Where do you get your political brain power numbnutz do  I have to spell it out for you. What dont you get. He has created over trillions of dollars with pelosi in debt but you say its not this idiot Obama. He has quadrupled the debt in less then 2 years QUADRUPLED,His stimulis,Omnibus didnt work that created trilions of dollars of debt but you say its not him,also his shit storm of the health care will blow the debt up even more. Get a grip dude you are wrong and you need to educate your self a little more in politics if you think he hasnt created more debt then bush,better yet then all the presidents in history put together. You have to live in a make believe fantasy world if you cant see how bad he has done in less then 2 years. He cant get anything done,he has to bring in clinton which he wont help get anything done.But you keep imagining in your make believe world its not him creating this mess. Good job.

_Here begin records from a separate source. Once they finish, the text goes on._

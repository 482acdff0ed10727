use std::path::Path;

use anyhow::Result;
use tanuki_gitlab::{CreateMergeRequest, MergeRequest, MergeRequestUpdate, PrepareOptions, Project};
use tanuki_review::{parse_change_summary, split_change_summary, ParsedChangeSummary};
use tanuki_session::{SessionKey, SessionMeta};

use super::execution::ExecutionPlan;
use super::{reply, workspace_id, EventProcessor, EventTarget, Handling};
use crate::context::EventContext;
use crate::instruction::Instruction;
use crate::prompts;
use crate::render::{self, SuccessDetails};

fn commit_message(
    instruction: &Instruction,
    summary: Option<&ParsedChangeSummary>,
    iid: u64,
) -> String {
    let title = summary
        .and_then(ParsedChangeSummary::title)
        .map(str::to_string)
        .unwrap_or_else(|| match instruction.spec_kit_command {
            Some(stage) => format!("Spec {stage} for issue #{iid}"),
            None => format!("Address issue #{iid}"),
        });
    format!("{title}\n\nRefs #{iid}")
}

fn merge_request_description(
    output: &str,
    summary: Option<&ParsedChangeSummary>,
    iid: u64,
) -> String {
    let mut description = match summary {
        Some(ParsedChangeSummary::Structured(structured)) if !structured.summary.trim().is_empty() => {
            structured.summary.trim().to_string()
        }
        _ => output.trim().to_string(),
    };
    if let Some(summary) = summary.filter(|summary| !summary.changes().is_empty()) {
        description.push_str("\n\n## Changes\n");
        for change in summary.changes() {
            description.push_str(&format!("- {change}\n"));
        }
    }
    description.push_str(&format!("\n\nCloses #{iid}"));
    description.trim_start().to_string()
}

impl EventProcessor {
    /// Issue-session and spec-document work: the first success opens a branch
    /// and merge request, later ones push to that branch.
    pub(super) async fn run_issue_flow(
        &self,
        target: &EventTarget<'_>,
        instruction: &Instruction,
        key: &SessionKey,
        owner_id: Option<&str>,
        ctx: &mut EventContext,
    ) -> Result<Handling> {
        let project = target.project;
        reply::post_reply(self.api.as_ref(), ctx, &render::progress_body(ctx)).await;

        let session = self.peek_session(key);
        let existing_branch = session
            .as_ref()
            .and_then(|session| session.branch_name.clone());
        let base_branch = session
            .as_ref()
            .and_then(|session| session.base_branch.clone())
            .unwrap_or_else(|| instruction.branch.clone());
        let options = PrepareOptions {
            workspace_id: workspace_id(key),
            checkout_branch: existing_branch.clone(),
            base_branch: Some(base_branch.clone()),
        };
        let work_dir = match self
            .workspace
            .prepare_project(project, &base_branch, &options)
            .await
        {
            Ok(path) => path,
            Err(error) => {
                let message = format!("failed to prepare the project workspace: {error:#}");
                return Ok(self.report_failure(ctx, &message).await);
            }
        };

        let mut meta = SessionMeta {
            project_id: Some(project.id),
            issue_iid: Some(target.iid),
            discussion_id: ctx.discussion_id.clone(),
            owner_id: owner_id.map(str::to_string),
            spec_kit_stage: instruction.spec_kit_command,
            ..SessionMeta::default()
        };
        let plan = ExecutionPlan {
            instruction,
            key,
            work_dir: &work_dir,
            system_prompt: prompts::system_prompt(instruction.scenario),
            prompt: prompts::task_prompt(instruction, session.as_ref()),
            meta: meta.clone(),
            resume_override: None,
        };
        let outcome = self.execute_with_recovery(ctx, &plan).await;
        if !outcome.success {
            return Ok(self.report_failure(ctx, outcome.error_message()).await);
        }

        let (output, raw_summary) = split_change_summary(&outcome.output);
        let summary = raw_summary.map(parse_change_summary);
        let message = commit_message(instruction, summary.as_ref(), target.iid);
        let mut details = SuccessDetails::default();

        match existing_branch {
            Some(branch) => {
                let pushed = match self
                    .workspace
                    .commit_and_push(&work_dir, &message, &branch)
                    .await
                {
                    Ok(()) => true,
                    Err(error) => {
                        tracing::warn!(
                            session_key = %key,
                            branch = %branch,
                            error = %format!("{error:#}"),
                            "failed to push follow-up changes"
                        );
                        ctx.warn(format!("Pushing to `{branch}` failed: {error}"));
                        false
                    }
                };
                if let Some(session) = session.as_ref() {
                    if let Some(iid) = session.merge_request_iid {
                        if pushed {
                            if let Some(summary) = summary.as_ref() {
                                let update = MergeRequestUpdate {
                                    title: summary.title().map(str::to_string),
                                    description: Some(merge_request_description(
                                        output,
                                        Some(summary),
                                        target.iid,
                                    )),
                                };
                                self.refresh_merge_request(ctx, project.id, iid, &update)
                                    .await;
                            }
                        }
                        let url = session.merge_request_url.clone().unwrap_or_default();
                        details.merge_request = Some((iid, url));
                    }
                }
                details.branch = Some(branch);
            }
            None if instruction.scenario.creates_merge_request() => {
                let branch = instruction
                    .scenario
                    .branch_name(instruction.provider, key.as_str());
                let title = summary
                    .as_ref()
                    .and_then(ParsedChangeSummary::title)
                    .map(str::to_string)
                    .unwrap_or_else(|| format!("Resolve \"{}\"", target.title.trim()));
                let request = CreateMergeRequest {
                    source_branch: branch.clone(),
                    target_branch: base_branch.clone(),
                    title,
                    description: merge_request_description(output, summary.as_ref(), target.iid),
                    remove_source_branch: true,
                };
                let (pushed, merge_request) = self
                    .publish_branch(ctx, project, &work_dir, &request, &message)
                    .await;
                if pushed {
                    meta.branch_name = Some(branch.clone());
                    meta.base_branch = Some(base_branch.clone());
                    details.branch = Some(branch);
                }
                if let Some(merge_request) = merge_request {
                    meta.merge_request_iid = Some(merge_request.iid);
                    meta.merge_request_url = Some(merge_request.web_url.clone());
                    details.merge_request = Some((merge_request.iid, merge_request.web_url));
                }
                if pushed {
                    self.update_session_meta(
                        ctx,
                        key,
                        instruction,
                        outcome.session_id.as_deref(),
                        &meta,
                    );
                }
            }
            None => {}
        }

        if let (Some(stage), Some(sessions)) = (instruction.spec_kit_command, self.sessions.as_ref()) {
            let documents = summary
                .as_ref()
                .map(|summary| summary.changes().to_vec())
                .unwrap_or_default();
            if let Err(error) = sessions.update_spec_kit_state(key, stage, documents) {
                tracing::warn!(
                    session_key = %key,
                    stage = %stage,
                    error = %format!("{error:#}"),
                    "failed to record spec workflow state"
                );
            }
        }

        let body = render::success_body(ctx, output, summary.as_ref(), &details);
        reply::finish_reply(self.api.as_ref(), ctx, &body).await;
        reply::resolve_discussion_if_needed(self.api.as_ref(), ctx).await;
        Ok(Handling::Processed)
    }

    /// Carries a follow-up run's change summary into the open merge request.
    async fn refresh_merge_request(
        &self,
        ctx: &mut EventContext,
        project_id: u64,
        iid: u64,
        update: &MergeRequestUpdate,
    ) {
        if let Err(error) = self
            .api
            .update_merge_request(project_id, iid, update)
            .await
        {
            tracing::warn!(
                project_id,
                merge_request_iid = iid,
                error = %format!("{error:#}"),
                "failed to update merge request"
            );
            ctx.warn(format!("Updating merge request !{iid} failed: {error}"));
        }
    }

    /// Creates the remote branch, pushes the work to it and opens the merge
    /// request. No merge request is attempted unless the branch exists and
    /// the push succeeded. Returns whether the push happened.
    async fn publish_branch(
        &self,
        ctx: &mut EventContext,
        project: &Project,
        work_dir: &Path,
        request: &CreateMergeRequest,
        commit_message: &str,
    ) -> (bool, Option<MergeRequest>) {
        let branch = request.source_branch.as_str();
        if let Err(error) = self
            .api
            .create_branch(project.id, branch, &request.target_branch)
            .await
        {
            tracing::warn!(
                project_id = project.id,
                branch,
                error = %format!("{error:#}"),
                "failed to create branch; skipping merge request"
            );
            ctx.warn(format!(
                "Could not create branch `{branch}`, so no merge request was opened: {error}"
            ));
            return (false, None);
        }
        if let Err(error) = self
            .workspace
            .switch_to_and_push_branch(work_dir, branch, commit_message)
            .await
        {
            tracing::warn!(
                project_id = project.id,
                branch,
                error = %format!("{error:#}"),
                "failed to push branch; skipping merge request"
            );
            ctx.warn(format!("Pushing `{branch}` failed, so no merge request was opened: {error}"));
            return (false, None);
        }
        match self.api.create_merge_request(project.id, request).await {
            Ok(merge_request) => {
                tracing::info!(
                    project_id = project.id,
                    branch,
                    merge_request_iid = merge_request.iid,
                    "opened merge request"
                );
                (true, Some(merge_request))
            }
            Err(error) => {
                tracing::warn!(
                    project_id = project.id,
                    branch,
                    error = %format!("{error:#}"),
                    "failed to open merge request"
                );
                ctx.warn(format!("Opening a merge request for `{branch}` failed: {error}"));
                (true, None)
            }
        }
    }

    /// Merges branch/MR metadata into the session the execution just stored.
    fn update_session_meta(
        &self,
        ctx: &mut EventContext,
        key: &SessionKey,
        instruction: &Instruction,
        session_id: Option<&str>,
        meta: &SessionMeta,
    ) {
        let (Some(sessions), Some(session_id)) = (self.sessions.as_ref(), session_id)
        else {
            return;
        };
        if let Err(error) = sessions.set_session(key, session_id, meta, instruction.provider) {
            tracing::warn!(
                session_key = %key,
                error = %format!("{error:#}"),
                "failed to record branch on session"
            );
            ctx.warn(format!("The conversation could not be saved: {error}"));
        }
    }
}

#[cfg(test)]
mod tests {
    use tanuki_review::{ChangeSummary, ParsedChangeSummary};

    use super::merge_request_description;

    #[test]
    fn unit_merge_request_description_closes_the_issue() {
        let summary = ParsedChangeSummary::Structured(ChangeSummary {
            title: "Add retry".to_string(),
            summary: "Retries failed uploads.".to_string(),
            changes: vec!["src/upload.rs".to_string()],
        });
        let description = merge_request_description("raw output", Some(&summary), 12);
        assert!(description.starts_with("Retries failed uploads."));
        assert!(description.contains("- src/upload.rs"));
        assert!(description.ends_with("Closes #12"));
    }

    #[test]
    fn unit_merge_request_description_falls_back_to_output() {
        let description = merge_request_description("Did the thing.", None, 3);
        assert_eq!(description, "Did the thing.\n\nCloses #3");
    }
}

Mr change did change our country for the worse.


----------



## min0 lee (Dec 11, 2010)

Derp.


----------



## lnvanry (Dec 11, 2010)

Dale Mabry said:


> Listen, numbnuts, I'm not saying Obama is doing a good job, I am saying pretty much everything you are saying is false.  I'm not saying blame Bush either, but the fact remains, 90% of our deficit is from him.  No matter who came in, no matter what they did, no matter what laws they signed in, whether they are liberal or conservative, the deficit we are running is directly from his policies.  I'm not saying it is not going up, but this deficit everyone is *talking about has little to do with Obama*.  What he did is not done, Iraq, Afghanistan, Medicare D, all of those things are what is currently running up our deficit.  Just read through all of that slowly, liberal or conservative doesn't matter.  If that still confuses you, go to Dick's and buy a hockey helmet to protect that head of yours, we can't afford to lose that precious brain cell you're running on.
> 
> 
> By the way, I would give Obama a D- on the job he's done, but that doesn't make you any less ignorant.



Of course it does...

In fact, the federal debt AND budget deficit has never been higher (gross terms and % wise) than under Obama's admin. I'm not saying he's the sole reason, as they (meaning all presidents in the modern era except Clinton) are the reason...but to say Obama has little to do with it is factually incorrect.  Not only is there a clear correlation, but this causality as well.

TARP (the public release version and secret TARP), the wars in Iraq and Afghan have continued for 2yrs since he came into office, health care reform (which has verifiably cost more up front with the expectation/hope it save in the future)...

90% of deficit is not from Bush...he may own a good sized chunk (more like 50%) but not 90%


----------



## lnvanry (Dec 11, 2010)

min0 lee said:


> Derp.




THey took our jobs!






YouTube - they took our jobs WWE" title="Click to view this video on YouTube" target="_blank">YouTube Video





YouTube - they took our jobs WWE">YouTube - they took our jobs WWE" type="application/x-shockwave-flash" width="640" height="385">


----------



## lnvanry (Dec 11, 2010)

lnvanry said:


> THey took our jobs!
> 
> 
> 
> ...




YouTube - they took our jobs WWE


----------



## LAM (Dec 11, 2010)

DEATH MATCH said:


> Where do you get your political brain power numbnutz do  I have to spell it out for you. What dont you get. He has created over trillions of dollars with pelosi in debt but you say its not this idiot Obama. He has quadrupled the debt in less then 2 years QUADRUPLED,His stimulis,Omnibus didnt work that created trilions of dollars of debt but you say its not him,also his shit storm of the health care will blow the debt up even more. Get a grip dude you are wrong and you need to educate your self a little more in politics if you think he hasnt created more debt then bush,better yet then all the presidents in history put together. You have to live in a make believe fantasy world if you cant see how bad he has done in less then 2 years. He cant get anything done,he has to bring in clinton which he wont help get anything done.But you keep imagining in your make believe world its not him creating this mess. Good job. Mr change did change our country for the worse.



once again you can't find not a shred of data on the whole Internets to support your opinion, it would truly suck to have your brain...

I'll even help you here is a link to the Library of Congress please post the pieces of legislation passed under Obama that have added to the budget deficit.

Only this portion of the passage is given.